[Saved entries]
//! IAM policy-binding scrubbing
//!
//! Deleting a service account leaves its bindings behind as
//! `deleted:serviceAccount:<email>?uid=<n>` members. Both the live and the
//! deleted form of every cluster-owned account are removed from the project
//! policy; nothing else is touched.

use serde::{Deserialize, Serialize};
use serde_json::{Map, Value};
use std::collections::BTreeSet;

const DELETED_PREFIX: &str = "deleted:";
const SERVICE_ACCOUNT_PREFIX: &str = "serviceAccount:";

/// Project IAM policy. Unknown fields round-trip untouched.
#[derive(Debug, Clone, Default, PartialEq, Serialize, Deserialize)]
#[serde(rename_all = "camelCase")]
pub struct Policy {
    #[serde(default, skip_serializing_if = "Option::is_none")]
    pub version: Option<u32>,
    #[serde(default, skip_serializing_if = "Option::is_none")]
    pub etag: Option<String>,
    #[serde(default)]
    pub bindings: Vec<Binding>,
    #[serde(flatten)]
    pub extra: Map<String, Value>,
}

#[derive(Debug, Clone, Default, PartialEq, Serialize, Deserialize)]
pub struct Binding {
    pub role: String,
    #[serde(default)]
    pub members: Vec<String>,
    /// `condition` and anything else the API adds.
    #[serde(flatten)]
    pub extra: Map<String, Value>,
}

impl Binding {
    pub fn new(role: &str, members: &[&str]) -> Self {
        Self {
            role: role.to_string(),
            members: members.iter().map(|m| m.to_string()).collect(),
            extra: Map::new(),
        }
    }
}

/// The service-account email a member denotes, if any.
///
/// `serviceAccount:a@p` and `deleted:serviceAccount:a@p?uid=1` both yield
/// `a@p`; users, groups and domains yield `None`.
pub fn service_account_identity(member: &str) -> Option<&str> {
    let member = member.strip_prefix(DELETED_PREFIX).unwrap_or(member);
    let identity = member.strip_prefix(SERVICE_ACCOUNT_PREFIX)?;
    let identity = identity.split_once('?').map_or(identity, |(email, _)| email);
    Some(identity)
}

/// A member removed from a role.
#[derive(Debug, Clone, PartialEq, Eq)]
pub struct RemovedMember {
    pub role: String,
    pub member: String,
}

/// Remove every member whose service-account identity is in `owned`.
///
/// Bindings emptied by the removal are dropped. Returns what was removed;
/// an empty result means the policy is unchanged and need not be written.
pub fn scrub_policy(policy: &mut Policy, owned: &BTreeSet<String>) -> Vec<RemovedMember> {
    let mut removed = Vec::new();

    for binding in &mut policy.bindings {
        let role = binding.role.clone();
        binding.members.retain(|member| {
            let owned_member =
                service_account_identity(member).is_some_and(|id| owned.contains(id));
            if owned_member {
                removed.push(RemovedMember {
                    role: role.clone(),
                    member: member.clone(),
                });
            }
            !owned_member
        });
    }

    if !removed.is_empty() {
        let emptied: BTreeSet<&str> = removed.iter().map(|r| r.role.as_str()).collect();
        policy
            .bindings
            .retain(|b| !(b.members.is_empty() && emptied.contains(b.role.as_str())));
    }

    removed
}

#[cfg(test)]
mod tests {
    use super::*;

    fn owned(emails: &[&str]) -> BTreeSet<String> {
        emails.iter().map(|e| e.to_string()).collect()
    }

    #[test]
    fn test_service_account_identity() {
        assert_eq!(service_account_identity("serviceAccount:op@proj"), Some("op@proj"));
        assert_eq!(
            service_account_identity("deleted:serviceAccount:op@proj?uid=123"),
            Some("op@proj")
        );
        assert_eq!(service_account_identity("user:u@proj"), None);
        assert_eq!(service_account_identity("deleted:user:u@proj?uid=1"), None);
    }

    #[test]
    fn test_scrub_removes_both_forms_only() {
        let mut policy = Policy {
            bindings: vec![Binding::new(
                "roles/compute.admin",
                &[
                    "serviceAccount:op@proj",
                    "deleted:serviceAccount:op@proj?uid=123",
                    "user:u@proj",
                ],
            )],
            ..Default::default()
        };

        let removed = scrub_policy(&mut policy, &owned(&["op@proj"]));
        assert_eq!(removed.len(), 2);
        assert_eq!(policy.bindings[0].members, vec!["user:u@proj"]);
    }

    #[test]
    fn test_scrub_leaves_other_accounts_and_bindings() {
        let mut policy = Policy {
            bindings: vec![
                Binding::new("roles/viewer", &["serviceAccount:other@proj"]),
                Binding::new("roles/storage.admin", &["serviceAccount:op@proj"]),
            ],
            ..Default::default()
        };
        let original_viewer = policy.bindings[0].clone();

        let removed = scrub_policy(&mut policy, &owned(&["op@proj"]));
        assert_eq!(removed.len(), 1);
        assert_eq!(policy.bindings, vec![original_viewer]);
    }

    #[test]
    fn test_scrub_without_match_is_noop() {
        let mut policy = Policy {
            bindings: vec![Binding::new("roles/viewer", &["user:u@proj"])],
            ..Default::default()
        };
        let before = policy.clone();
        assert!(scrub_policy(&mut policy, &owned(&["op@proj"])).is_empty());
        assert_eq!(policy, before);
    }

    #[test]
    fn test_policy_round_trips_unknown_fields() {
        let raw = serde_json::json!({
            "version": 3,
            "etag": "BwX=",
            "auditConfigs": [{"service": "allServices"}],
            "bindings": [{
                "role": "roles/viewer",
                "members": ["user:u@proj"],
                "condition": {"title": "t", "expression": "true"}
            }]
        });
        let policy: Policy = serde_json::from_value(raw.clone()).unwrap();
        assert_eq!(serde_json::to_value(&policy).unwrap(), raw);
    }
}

==

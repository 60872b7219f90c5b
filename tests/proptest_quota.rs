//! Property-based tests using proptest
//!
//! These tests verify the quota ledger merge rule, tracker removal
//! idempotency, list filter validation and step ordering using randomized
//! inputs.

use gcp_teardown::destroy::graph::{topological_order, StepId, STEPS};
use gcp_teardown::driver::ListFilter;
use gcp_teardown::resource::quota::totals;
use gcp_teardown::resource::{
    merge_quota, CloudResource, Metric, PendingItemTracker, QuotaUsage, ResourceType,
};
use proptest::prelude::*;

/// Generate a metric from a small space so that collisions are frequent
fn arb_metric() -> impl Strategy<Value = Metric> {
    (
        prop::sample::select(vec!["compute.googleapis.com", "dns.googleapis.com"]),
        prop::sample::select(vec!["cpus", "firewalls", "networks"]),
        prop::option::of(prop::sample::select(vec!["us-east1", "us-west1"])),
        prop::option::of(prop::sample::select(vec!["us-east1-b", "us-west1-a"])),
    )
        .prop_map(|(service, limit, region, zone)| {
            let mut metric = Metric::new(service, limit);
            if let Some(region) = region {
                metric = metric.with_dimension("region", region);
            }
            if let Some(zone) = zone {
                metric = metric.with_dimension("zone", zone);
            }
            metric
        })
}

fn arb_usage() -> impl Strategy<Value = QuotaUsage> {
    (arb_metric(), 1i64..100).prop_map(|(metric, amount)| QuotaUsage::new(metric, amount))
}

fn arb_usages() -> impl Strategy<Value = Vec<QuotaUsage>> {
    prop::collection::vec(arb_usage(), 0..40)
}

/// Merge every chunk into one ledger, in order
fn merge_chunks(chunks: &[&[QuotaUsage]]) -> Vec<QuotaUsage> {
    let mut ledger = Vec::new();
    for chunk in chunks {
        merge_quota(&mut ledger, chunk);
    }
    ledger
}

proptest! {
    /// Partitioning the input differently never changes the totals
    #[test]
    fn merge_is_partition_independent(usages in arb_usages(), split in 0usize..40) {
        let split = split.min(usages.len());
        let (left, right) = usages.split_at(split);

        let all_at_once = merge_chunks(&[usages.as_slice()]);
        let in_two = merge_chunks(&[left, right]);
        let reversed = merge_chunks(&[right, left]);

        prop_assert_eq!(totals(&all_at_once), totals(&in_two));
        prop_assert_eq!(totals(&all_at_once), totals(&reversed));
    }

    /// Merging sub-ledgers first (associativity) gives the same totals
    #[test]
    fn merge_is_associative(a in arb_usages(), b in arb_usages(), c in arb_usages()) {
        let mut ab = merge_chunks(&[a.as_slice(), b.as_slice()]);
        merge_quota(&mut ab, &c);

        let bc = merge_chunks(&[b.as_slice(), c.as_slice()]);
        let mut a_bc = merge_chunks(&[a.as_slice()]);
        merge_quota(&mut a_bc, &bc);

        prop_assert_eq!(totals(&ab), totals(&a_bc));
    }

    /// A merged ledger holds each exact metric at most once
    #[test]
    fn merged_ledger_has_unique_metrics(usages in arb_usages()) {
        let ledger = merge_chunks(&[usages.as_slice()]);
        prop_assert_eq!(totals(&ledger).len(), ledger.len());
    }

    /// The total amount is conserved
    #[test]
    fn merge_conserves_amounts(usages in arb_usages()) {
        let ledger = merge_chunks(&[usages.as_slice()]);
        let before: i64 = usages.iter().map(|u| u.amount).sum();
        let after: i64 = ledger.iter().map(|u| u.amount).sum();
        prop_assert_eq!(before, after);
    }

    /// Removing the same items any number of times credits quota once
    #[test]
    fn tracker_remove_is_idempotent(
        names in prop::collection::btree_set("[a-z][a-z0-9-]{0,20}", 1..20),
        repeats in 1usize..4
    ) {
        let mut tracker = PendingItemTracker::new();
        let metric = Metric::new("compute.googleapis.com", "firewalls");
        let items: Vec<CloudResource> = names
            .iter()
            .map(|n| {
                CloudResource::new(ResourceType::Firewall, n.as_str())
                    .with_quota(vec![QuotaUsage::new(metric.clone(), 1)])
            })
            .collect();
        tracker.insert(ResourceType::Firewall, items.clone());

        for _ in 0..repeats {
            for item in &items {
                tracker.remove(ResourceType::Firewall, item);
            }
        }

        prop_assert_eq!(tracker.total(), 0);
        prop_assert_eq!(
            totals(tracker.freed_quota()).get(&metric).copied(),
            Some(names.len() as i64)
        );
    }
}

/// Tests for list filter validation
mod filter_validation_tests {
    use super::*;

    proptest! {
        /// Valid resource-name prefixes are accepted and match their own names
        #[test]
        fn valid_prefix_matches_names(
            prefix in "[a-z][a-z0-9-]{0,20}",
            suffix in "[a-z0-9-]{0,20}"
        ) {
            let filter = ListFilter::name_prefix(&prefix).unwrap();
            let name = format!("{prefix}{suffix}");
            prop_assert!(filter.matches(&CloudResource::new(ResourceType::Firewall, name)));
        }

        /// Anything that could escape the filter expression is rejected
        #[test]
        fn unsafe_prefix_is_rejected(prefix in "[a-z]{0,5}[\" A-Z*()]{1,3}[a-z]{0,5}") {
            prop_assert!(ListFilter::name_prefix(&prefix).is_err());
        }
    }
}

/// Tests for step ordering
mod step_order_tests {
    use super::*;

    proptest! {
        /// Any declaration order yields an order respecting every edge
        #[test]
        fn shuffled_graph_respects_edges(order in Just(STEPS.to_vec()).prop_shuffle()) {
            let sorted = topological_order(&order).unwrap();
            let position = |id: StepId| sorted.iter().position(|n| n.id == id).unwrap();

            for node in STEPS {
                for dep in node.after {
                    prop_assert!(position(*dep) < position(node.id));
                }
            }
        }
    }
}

--

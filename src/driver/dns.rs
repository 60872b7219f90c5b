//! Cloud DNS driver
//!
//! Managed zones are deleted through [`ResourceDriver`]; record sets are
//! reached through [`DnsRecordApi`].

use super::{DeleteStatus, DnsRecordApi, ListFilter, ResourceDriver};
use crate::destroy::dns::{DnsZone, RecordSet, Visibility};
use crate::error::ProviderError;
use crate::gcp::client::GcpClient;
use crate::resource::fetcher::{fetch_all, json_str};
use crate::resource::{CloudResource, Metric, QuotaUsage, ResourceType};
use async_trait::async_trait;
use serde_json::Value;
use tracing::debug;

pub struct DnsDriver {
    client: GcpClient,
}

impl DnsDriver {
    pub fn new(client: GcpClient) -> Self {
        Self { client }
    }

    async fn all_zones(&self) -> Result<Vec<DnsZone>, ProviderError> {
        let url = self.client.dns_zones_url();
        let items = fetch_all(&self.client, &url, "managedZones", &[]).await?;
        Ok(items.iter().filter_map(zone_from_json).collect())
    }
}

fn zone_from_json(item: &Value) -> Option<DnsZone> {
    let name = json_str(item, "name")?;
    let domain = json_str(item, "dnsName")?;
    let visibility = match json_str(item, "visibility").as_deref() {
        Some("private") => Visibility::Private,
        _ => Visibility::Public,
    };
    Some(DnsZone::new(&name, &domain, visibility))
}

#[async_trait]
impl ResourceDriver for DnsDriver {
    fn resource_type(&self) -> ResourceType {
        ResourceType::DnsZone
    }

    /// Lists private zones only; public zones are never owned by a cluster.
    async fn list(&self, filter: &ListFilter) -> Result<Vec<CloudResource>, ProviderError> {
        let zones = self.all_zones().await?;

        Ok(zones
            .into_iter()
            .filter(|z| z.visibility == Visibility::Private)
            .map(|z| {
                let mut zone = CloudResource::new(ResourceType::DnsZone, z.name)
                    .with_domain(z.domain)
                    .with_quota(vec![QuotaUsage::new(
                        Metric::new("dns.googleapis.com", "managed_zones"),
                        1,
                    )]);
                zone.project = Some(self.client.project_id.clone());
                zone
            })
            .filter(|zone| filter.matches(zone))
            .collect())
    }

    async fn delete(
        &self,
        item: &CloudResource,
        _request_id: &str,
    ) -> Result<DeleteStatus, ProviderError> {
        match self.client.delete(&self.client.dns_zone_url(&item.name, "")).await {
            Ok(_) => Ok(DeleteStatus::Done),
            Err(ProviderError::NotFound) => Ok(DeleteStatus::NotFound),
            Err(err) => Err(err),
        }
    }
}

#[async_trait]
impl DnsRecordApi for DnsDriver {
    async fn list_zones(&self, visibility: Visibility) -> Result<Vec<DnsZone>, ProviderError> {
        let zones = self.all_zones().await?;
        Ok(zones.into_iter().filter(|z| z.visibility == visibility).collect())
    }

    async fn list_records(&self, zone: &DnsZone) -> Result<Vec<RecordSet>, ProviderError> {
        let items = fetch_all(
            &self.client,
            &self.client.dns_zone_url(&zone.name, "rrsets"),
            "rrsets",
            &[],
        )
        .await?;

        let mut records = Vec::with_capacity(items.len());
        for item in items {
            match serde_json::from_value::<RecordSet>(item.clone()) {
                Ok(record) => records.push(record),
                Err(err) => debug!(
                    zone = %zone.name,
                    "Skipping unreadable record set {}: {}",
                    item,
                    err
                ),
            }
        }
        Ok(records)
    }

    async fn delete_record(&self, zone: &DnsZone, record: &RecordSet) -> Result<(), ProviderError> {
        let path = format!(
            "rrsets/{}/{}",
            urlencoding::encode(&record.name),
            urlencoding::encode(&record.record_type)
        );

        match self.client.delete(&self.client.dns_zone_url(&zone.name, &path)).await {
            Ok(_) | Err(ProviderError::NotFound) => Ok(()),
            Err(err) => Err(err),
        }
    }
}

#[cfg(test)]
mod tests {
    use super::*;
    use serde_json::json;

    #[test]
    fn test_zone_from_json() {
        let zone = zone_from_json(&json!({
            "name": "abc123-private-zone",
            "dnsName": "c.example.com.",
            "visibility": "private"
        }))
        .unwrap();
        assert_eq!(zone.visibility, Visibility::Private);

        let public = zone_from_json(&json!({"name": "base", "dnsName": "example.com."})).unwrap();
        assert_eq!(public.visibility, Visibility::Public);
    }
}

## [What is being asked]
Would you print exactly, and only, the lines of the data above from the line with "pub fn new(role: &str, members: &[&str])" through the line with "pub fn service_account_identity(member: &str)", inclusive?

## [Written answer]
    pub fn new(role: &str, members: &[&str]) -> Self {
        Self {
            role: role.to_string(),
            members: members.iter().map(|m| m.to_string()).collect(),
            extra: Map::new(),
        }
    }
}

/// The service-account email a member denotes, if any.
///
/// `serviceAccount:a@p` and `deleted:serviceAccount:a@p?uid=1` both yield
/// `a@p`; users, groups and domains yield `None`.
pub fn service_account_identity(member: &str) -> Option<&str> {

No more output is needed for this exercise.